Diese könnten der Bundesregierung die Zweidrittelmehrheit für Verfassungsmehrheiten beschaffen.
Damit könnten Probleme in Angriff genommen werden, die bislang mangels verfassungsgebender Mehrheit auf die lange Bank geschoben wurden, respektive eben durch die links-konservative Regierungsmehrheit erst entstanden sind.
Ob man aber den Pinken ein Ministerium dafür gibt, bleibt offen, immerhin will Strolz nicht mit der FPÖ in eine Koalition gehen, der “flotte Dreier” wäre dann nur in Form von Türkis, Rot, Pink möglich.
NEUWAHLPOKER ODER OPPOSITIONSBANK?
Die Option auf eine Minderheitenregierung wird mit 62 Mandaten schwer umsetzbar sein (siehe Wiener Zeitung).
Ein solches Manöver bräuchte Kühnheit, kühle Köpfe und den knallharten Durchsetzungswillen bei einer eventuellen Neuwahl auf 40%+ zu kommen. Der Sympathieträger Sebastian Kurz müsste dann jederzeit mit einem Neuwahlantrag rechnen, den er nicht abwehren könnte.

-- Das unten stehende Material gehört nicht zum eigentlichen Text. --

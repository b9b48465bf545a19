//! @acp:module "HTTP Client"
//! @acp:summary "ApiClient that turns parsed method settings into Elasticsearch HTTP calls"
//! @acp:domain network
//! @acp:layer service
//!
//! Each call picks the first URL variant whose required placeholders are all
//! given, renders the path, sends the remaining declared params as the query
//! string and the `body` argument as JSON.

use std::sync::Arc;

use indexmap::IndexMap;
use reqwest::{Method, StatusCode, Url};
use serde_json::Value;

use crate::error::{ClientError, Result};
use crate::parse::{MethodAddress, MethodSettings, ParsedSource, UrlVariant};
use crate::resolve::{ApiClient, Args};

/// Method settings keyed by dotted method name
pub type Catalogue = IndexMap<String, MethodSettings>;

/// Settings of every parsed method that has them
pub fn catalogue_from(parsed: &ParsedSource) -> Catalogue {
    parsed
        .iter()
        .filter_map(|(name, entry)| entry.settings.clone().map(|s| (name.clone(), s)))
        .collect()
}

/// @acp:summary "Fully rendered request, before it is sent"
#[derive(Debug, Clone, PartialEq)]
pub struct PreparedRequest {
    pub method: Method,
    /// Rendered path segments, unencoded
    pub path: Vec<String>,
    pub query: Vec<(String, String)>,
    pub body: Option<Value>,
}

/// @acp:summary "Elasticsearch client over reqwest"
#[derive(Clone)]
pub struct HttpClient {
    http: reqwest::Client,
    base: Url,
    credentials: Option<(String, String)>,
    catalogue: Arc<Catalogue>,
}

impl HttpClient {
    /// Client for `host`; credentials in the host URL become basic auth
    pub fn new(host: &str, catalogue: Arc<Catalogue>) -> std::result::Result<Self, ClientError> {
        let invalid = |reason: String| ClientError::InvalidHost {
            host: host.to_string(),
            reason,
        };
        let mut base = Url::parse(host).map_err(|e| invalid(e.to_string()))?;
        if base.cannot_be_a_base() {
            return Err(invalid("URL cannot carry a path".to_string()));
        }

        let credentials = if base.username().is_empty() {
            None
        } else {
            let user = base.username().to_string();
            let pass = base.password().unwrap_or("").to_string();
            // cannot fail on a base URL
            let _ = base.set_username("");
            let _ = base.set_password(None);
            Some((user, pass))
        };

        let http = reqwest::Client::builder().build()?;
        Ok(Self {
            http,
            base,
            credentials,
            catalogue,
        })
    }

    pub fn base_url(&self) -> &Url {
        &self.base
    }

    /// @acp:summary "Render one call into method, path, query and body"
    pub fn prepare(&self, address: &MethodAddress, mut args: Args) -> std::result::Result<PreparedRequest, ClientError> {
        let dotted = address.dotted();
        let settings = self
            .catalogue
            .get(&dotted)
            .ok_or_else(|| ClientError::UnknownMethod(dotted.clone()))?;

        let variant = settings
            .url_variants()
            .iter()
            .find(|v| v.required_params.keys().all(|k| is_present(args.get(k))))
            .ok_or_else(|| ClientError::NoMatchingUrl {
                method: dotted.clone(),
            })?;

        let path = render_path(variant, &mut args);
        let body = args.remove("body").filter(|b| !b.is_null());

        let mut query = Vec::new();
        for (name, value) in &args {
            let Some(param) = settings.params.get(name) else {
                tracing::debug!("Argument {} is not a declared param of {}, skipped", name, dotted);
                continue;
            };
            if let Some(rendered) = render_value(value) {
                let wire_name = param.name.clone().unwrap_or_else(|| name.clone());
                query.push((wire_name, rendered));
            }
        }

        let method = match settings.http_method.as_deref() {
            Some(m) => Method::from_bytes(m.to_ascii_uppercase().as_bytes())
                .map_err(|_| ClientError::UnsupportedMethod(m.to_string()))?,
            None if body.is_some() => Method::POST,
            None => Method::GET,
        };

        Ok(PreparedRequest {
            method,
            path,
            query,
            body,
        })
    }

    fn url_for(&self, request: &PreparedRequest) -> std::result::Result<Url, ClientError> {
        let mut url = self.base.clone();
        {
            let mut segments = url.path_segments_mut().map_err(|_| ClientError::InvalidHost {
                host: self.base.to_string(),
                reason: "URL cannot carry a path".to_string(),
            })?;
            segments.pop_if_empty();
            segments.extend(&request.path);
        }
        if !request.query.is_empty() {
            url.query_pairs_mut().extend_pairs(&request.query);
        }
        Ok(url)
    }

    async fn send(&self, request: PreparedRequest) -> std::result::Result<Value, ClientError> {
        let url = self.url_for(&request)?;
        tracing::debug!("{} {}", request.method, url);

        let is_head = request.method == Method::HEAD;
        let mut builder = self.http.request(request.method, url);
        if let Some((user, pass)) = &self.credentials {
            builder = builder.basic_auth(user, Some(pass));
        }
        if let Some(body) = &request.body {
            builder = builder.json(body);
        }

        let response = builder.send().await?;
        let status = response.status();

        if is_head {
            return match status {
                s if s.is_success() => Ok(Value::Bool(true)),
                StatusCode::NOT_FOUND => Ok(Value::Bool(false)),
                s => Err(ClientError::Status {
                    status: s.as_u16(),
                    body: String::new(),
                }),
            };
        }

        let text = response.text().await?;
        if !status.is_success() {
            return Err(ClientError::Status {
                status: status.as_u16(),
                body: text,
            });
        }
        if text.trim().is_empty() {
            return Ok(Value::Null);
        }
        Ok(serde_json::from_str(&text).unwrap_or(Value::String(text)))
    }
}

#[async_trait::async_trait]
impl ApiClient for HttpClient {
    async fn call(&self, address: &MethodAddress, args: Args) -> Result<Value> {
        let request = self.prepare(address, args)?;
        Ok(self.send(request).await?)
    }
}

fn is_present(value: Option<&Value>) -> bool {
    !matches!(value, None | Some(Value::Null))
}

/// Query and path form of an argument value; lists are comma-joined
fn render_value(value: &Value) -> Option<String> {
    match value {
        Value::Null => None,
        Value::String(s) => Some(s.clone()),
        Value::Bool(_) | Value::Number(_) => Some(value.to_string()),
        Value::Array(items) => Some(
            items
                .iter()
                .filter_map(render_value)
                .collect::<Vec<_>>()
                .join(","),
        ),
        Value::Object(_) => Some(value.to_string()),
    }
}

/// Fill `<%=name%>` placeholders, consuming the arguments they use
fn render_path(variant: &UrlVariant, args: &mut Args) -> Vec<String> {
    let mut segments = Vec::new();
    for raw in variant.path_template.split('/').filter(|s| !s.is_empty()) {
        let mut segment = String::new();
        let mut rest = raw;
        while let Some(start) = rest.find("<%=") {
            segment.push_str(&rest[..start]);
            let after = &rest[start + 3..];
            let Some(end) = after.find("%>") else {
                segment.push_str(&rest[start..]);
                rest = "";
                break;
            };
            let name = after[..end].trim();
            if let Some(value) = args.remove(name) {
                segment.push_str(&render_value(&value).unwrap_or_default());
            }
            rest = &after[end + 2..];
        }
        segment.push_str(rest);
        segments.push(segment);
    }
    segments
}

Umgekehrt wäre Rot-Blau ein toller Reibebaum, aber bevor der Wahlsieger in die Opposition geht und damit hunderte Arbeitsplätze gefährdet, müsste er jedoch seine Taktik der eigenen Partei erklären. Andererseits könnte die Volkspartei alle Verfassungsänderungen im Alleingang blockieren.
Jedoch ist eine ÖVP die nicht in den Ministerien vertreten ist, für Wirtschafts-, Bauernbund, ÖAAB und die Landeshauptleute nur eine dunkle Vision aus Kreisky-Zeiten, parteiintern ist das eher ein “Tabu-Thema”.
Dass es im Hintergrund bereits seit Wochen “Gespräche” zwischen sozialdemokratischen und freiheitlichen Funktionären gab, ist in “Wiener-Kreisen” nichts Neues.
Offiziell wird dies dementiert, doch auszuschließen sind solche Vorabgespräche nicht.
So heißt es auch aus für gewöhnlich gut informierten Kreisen, dass die blauen Landeschefs Vorbereitungen für mögliche Umzüge nach Wien treffen und sich bereits nach Personal in den Landesverwaltungen umsehen sollen.
FAZIT:
Sebastian Kurz muss liefern, Wähler und Partei müssen befriedigt werden, sonst wird die “NEUE ÖVP” in ihrem Gehabe viel schneller die “ALTE” sein, als es dem Spitzenkandidaten lieb ist.